§ **Listed records**:
#![forbid(unsafe_code)]

//! `Watcher`: the observer side of the dependency graph.
//!
//! A watcher wraps a getter closure. Evaluating the getter with the watcher
//! pushed as the evaluation target records every [`Dep`] the getter reads;
//! when any of those Deps notifies, the watcher re-evaluates (immediately for
//! sync watchers, via the scheduler otherwise) and fires its change callback
//! if the produced value differs from the previous one.
//!
//! # Invariants
//!
//! 1. Dependency sets are rebuilt on every evaluation: Deps read this pass
//!    are subscribed, Deps read last pass but not this one are unsubscribed
//!    (`cleanup_deps`). Stale subscriptions never outlive one evaluation.
//! 2. A torn-down watcher removes itself from every Dep and never runs again.
//! 3. The evaluation target is popped even when the getter panics.
//!
//! # Failure Modes
//!
//! A getter that reads the watcher's own output value re-enters the value
//! cell and panics on the `RefCell` borrow. Don't do that; route cycles
//! through a second reactive cell instead.

use std::cell::{Cell, RefCell};
use std::rc::{Rc, Weak};

use ahash::AHashSet;

use crate::dep::{self, Dep, DepId, Subscriber, WatcherId};
use crate::scheduler;

// ─── Options ─────────────────────────────────────────────────────────────────

/// Construction-time knobs for a [`Watcher`].
#[derive(Default)]
pub struct WatcherOptions {
    /// Lazy watchers do not evaluate at construction and mark themselves
    /// dirty instead of scheduling on change. Used by computed values.
    pub lazy: bool,
    /// Sync watchers re-run immediately inside the mutation that invalidated
    /// them, bypassing the scheduler queue.
    pub sync: bool,
    /// Fire the change callback on every re-run, even when the new value
    /// compares equal to the old one.
    pub force: bool,
    /// Invoked by the scheduler just before this watcher re-runs in a flush.
    pub before: Option<Box<dyn Fn()>>,
    /// Invoked after a flush completes, in reverse processing order across
    /// all watchers that ran.
    pub on_updated: Option<Box<dyn Fn()>>,
}

// ─── Internals ───────────────────────────────────────────────────────────────

#[derive(Default)]
struct TrackState {
    deps: Vec<Dep>,
    ids: AHashSet<DepId>,
    new_deps: Vec<Dep>,
    new_ids: AHashSet<DepId>,
}

pub(crate) struct WatcherInner<T> {
    id: WatcherId,
    me: Weak<WatcherInner<T>>,
    getter: Box<dyn Fn() -> T>,
    cb: Option<Box<dyn Fn(&T, Option<&T>)>>,
    before: Option<Box<dyn Fn()>>,
    on_updated: Option<Box<dyn Fn()>>,
    value: RefCell<Option<T>>,
    track: RefCell<TrackState>,
    active: Cell<bool>,
    dirty: Cell<bool>,
    lazy: bool,
    sync: bool,
    force: bool,
    /// Notified when a lazy watcher is invalidated, so downstream watchers
    /// reading through a computed value re-run without the computed having
    /// eagerly recomputed. Set by [`Computed`](crate::Computed).
    notify_dep: RefCell<Option<Dep>>,
}

/// Pops the evaluation target even if the getter panics.
struct TargetGuard;

impl Drop for TargetGuard {
    fn drop(&mut self) {
        dep::pop_target();
    }
}

impl<T: PartialEq + 'static> WatcherInner<T> {
    /// Evaluate the getter with this watcher as the evaluation target, then
    /// reconcile dependency subscriptions.
    pub(crate) fn get(&self) -> T {
        let me = self
            .me
            .upgrade()
            .expect("watcher evaluated during teardown");
        dep::push_target(me as Rc<dyn Subscriber>);
        let _guard = TargetGuard;
        let value = (self.getter)();
        drop(_guard);
        self.cleanup_deps();
        value
    }

    /// Drop subscriptions to Deps read last pass but not this one, then
    /// promote this pass's set to current.
    fn cleanup_deps(&self) {
        let mut t = self.track.borrow_mut();
        let TrackState {
            deps,
            ids,
            new_deps,
            new_ids,
        } = &mut *t;
        for old in deps.iter() {
            if !new_ids.contains(&old.id()) {
                old.remove_sub(self.id);
            }
        }
        std::mem::swap(deps, new_deps);
        std::mem::swap(ids, new_ids);
        new_deps.clear();
        new_ids.clear();
    }

    /// Lazy evaluation entry point for computed values.
    pub(crate) fn evaluate(&self) {
        let value = self.get();
        *self.value.borrow_mut() = Some(value);
        self.dirty.set(false);
    }

    pub(crate) fn is_dirty(&self) -> bool {
        self.dirty.get()
    }

    pub(crate) fn set_notify_dep(&self, dep: Dep) {
        *self.notify_dep.borrow_mut() = Some(dep);
    }

    pub(crate) fn with_value<R>(&self, f: impl FnOnce(Option<&T>) -> R) -> R {
        f(self.value.borrow().as_ref())
    }

    pub(crate) fn teardown(&self) {
        if !self.active.get() {
            return;
        }
        self.active.set(false);
        let mut t = self.track.borrow_mut();
        for d in t.deps.drain(..) {
            d.remove_sub(self.id);
        }
        t.ids.clear();
        t.new_deps.clear();
        t.new_ids.clear();
    }
}

impl<T: PartialEq + 'static> Subscriber for WatcherInner<T> {
    fn id(&self) -> WatcherId {
        self.id
    }

    fn update(&self) {
        if self.lazy {
            // Unobserved lazy watchers just go dirty; the next read
            // recomputes. With downstream subscribers, recompute now and
            // propagate only when the value actually changed.
            let notify = self.notify_dep.borrow().clone();
            match notify {
                Some(d) if d.sub_count() > 0 => {
                    let changed = {
                        let new_value = self.get();
                        let mut slot = self.value.borrow_mut();
                        let changed = slot.as_ref() != Some(&new_value);
                        *slot = Some(new_value);
                        changed
                    };
                    self.dirty.set(false);
                    if changed {
                        d.notify();
                    }
                }
                _ => self.dirty.set(true),
            }
        } else if self.sync {
            self.run();
        } else if let Some(me) = self.me.upgrade() {
            scheduler::queue_watcher(me as Rc<dyn Subscriber>);
        }
    }

    fn run(&self) {
        if !self.active.get() {
            return;
        }
        let new_value = self.get();
        let old_value = self.value.borrow_mut().take();
        let fire = self.force || old_value.as_ref() != Some(&new_value);
        if fire {
            if let Some(cb) = &self.cb {
                cb(&new_value, old_value.as_ref());
            }
        }
        *self.value.borrow_mut() = Some(new_value);
    }

    fn run_before(&self) {
        if self.active.get() {
            if let Some(hook) = &self.before {
                hook();
            }
        }
    }

    fn run_updated(&self) {
        if self.active.get() {
            if let Some(hook) = &self.on_updated {
                hook();
            }
        }
    }

    fn is_active(&self) -> bool {
        self.active.get()
    }

    fn track_dep(&self, dep: &Dep) {
        let mut t = self.track.borrow_mut();
        let id = dep.id();
        if t.new_ids.contains(&id) {
            return;
        }
        t.new_ids.insert(id);
        t.new_deps.push(dep.clone());
        if !t.ids.contains(&id) {
            dep.add_sub(self.id, self.me.clone() as Weak<dyn Subscriber>);
        }
    }
}

// ─── Public handle ───────────────────────────────────────────────────────────

/// An effect bound to the reactive values its getter reads.
///
/// Dropping the handle tears the watcher down: subscriptions are removed and
/// it will never re-run.
pub struct Watcher<T> {
    inner: Rc<WatcherInner<T>>,
}

impl<T: PartialEq + 'static> Watcher<T> {
    /// Build a watcher and, unless lazy, evaluate it once immediately (the
    /// initial evaluation establishes subscriptions; the callback does not
    /// fire for it).
    pub fn new(
        getter: impl Fn() -> T + 'static,
        cb: Option<Box<dyn Fn(&T, Option<&T>)>>,
        options: WatcherOptions,
    ) -> Self {
        let lazy = options.lazy;
        let inner = Rc::new_cyclic(|me| WatcherInner {
            id: dep::next_watcher_id(),
            me: me.clone(),
            getter: Box::new(getter),
            cb,
            before: options.before,
            on_updated: options.on_updated,
            value: RefCell::new(None),
            track: RefCell::new(TrackState::default()),
            active: Cell::new(true),
            dirty: Cell::new(lazy),
            lazy,
            sync: options.sync,
            force: options.force,
            notify_dep: RefCell::new(None),
        });
        if !lazy {
            let value = inner.get();
            *inner.value.borrow_mut() = Some(value);
        }
        Self { inner }
    }

    #[must_use]
    pub fn id(&self) -> WatcherId {
        self.inner.id
    }

    #[must_use]
    pub fn is_active(&self) -> bool {
        self.inner.active.get()
    }

    /// Number of Deps currently subscribed to (diagnostic).
    #[must_use]
    pub fn dep_count(&self) -> usize {
        self.inner.track.borrow().deps.len()
    }

    /// Inspect the last produced value, if any.
    pub fn with_value<R>(&self, f: impl FnOnce(Option<&T>) -> R) -> R {
        self.inner.with_value(f)
    }

    /// Unsubscribe from every Dep and deactivate. Idempotent.
    pub fn teardown(&self) {
        self.inner.teardown();
    }

    pub(crate) fn inner(&self) -> &Rc<WatcherInner<T>> {
        &self.inner
    }
}

impl<T> Drop for Watcher<T> {
    fn drop(&mut self) {
        self.inner.active.set(false);
        let mut t = self.inner.track.borrow_mut();
        for d in t.deps.drain(..) {
            d.remove_sub(self.inner.id);
        }
    }
}

// ─── Tests ───────────────────────────────────────────────────────────────────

§ **What you have to do**: From the line containing "pub fn with_value<R>(&self, f: impl" through the last line of the entries above, print each line exactly as it stands.

§ **Result for this exercise**:
    pub fn with_value<R>(&self, f: impl FnOnce(Option<&T>) -> R) -> R {
        self.inner.with_value(f)
    }

    /// Unsubscribe from every Dep and deactivate. Idempotent.
    pub fn teardown(&self) {
        self.inner.teardown();
    }

    pub(crate) fn inner(&self) -> &Rc<WatcherInner<T>> {
        &self.inner
    }
}

impl<T> Drop for Watcher<T> {
    fn drop(&mut self) {
        self.inner.active.set(false);
        let mut t = self.inner.track.borrow_mut();
        for d in t.deps.drain(..) {
            d.remove_sub(self.inner.id);
        }
    }
}

// ─── Tests ───────────────────────────────────────────────────────────────────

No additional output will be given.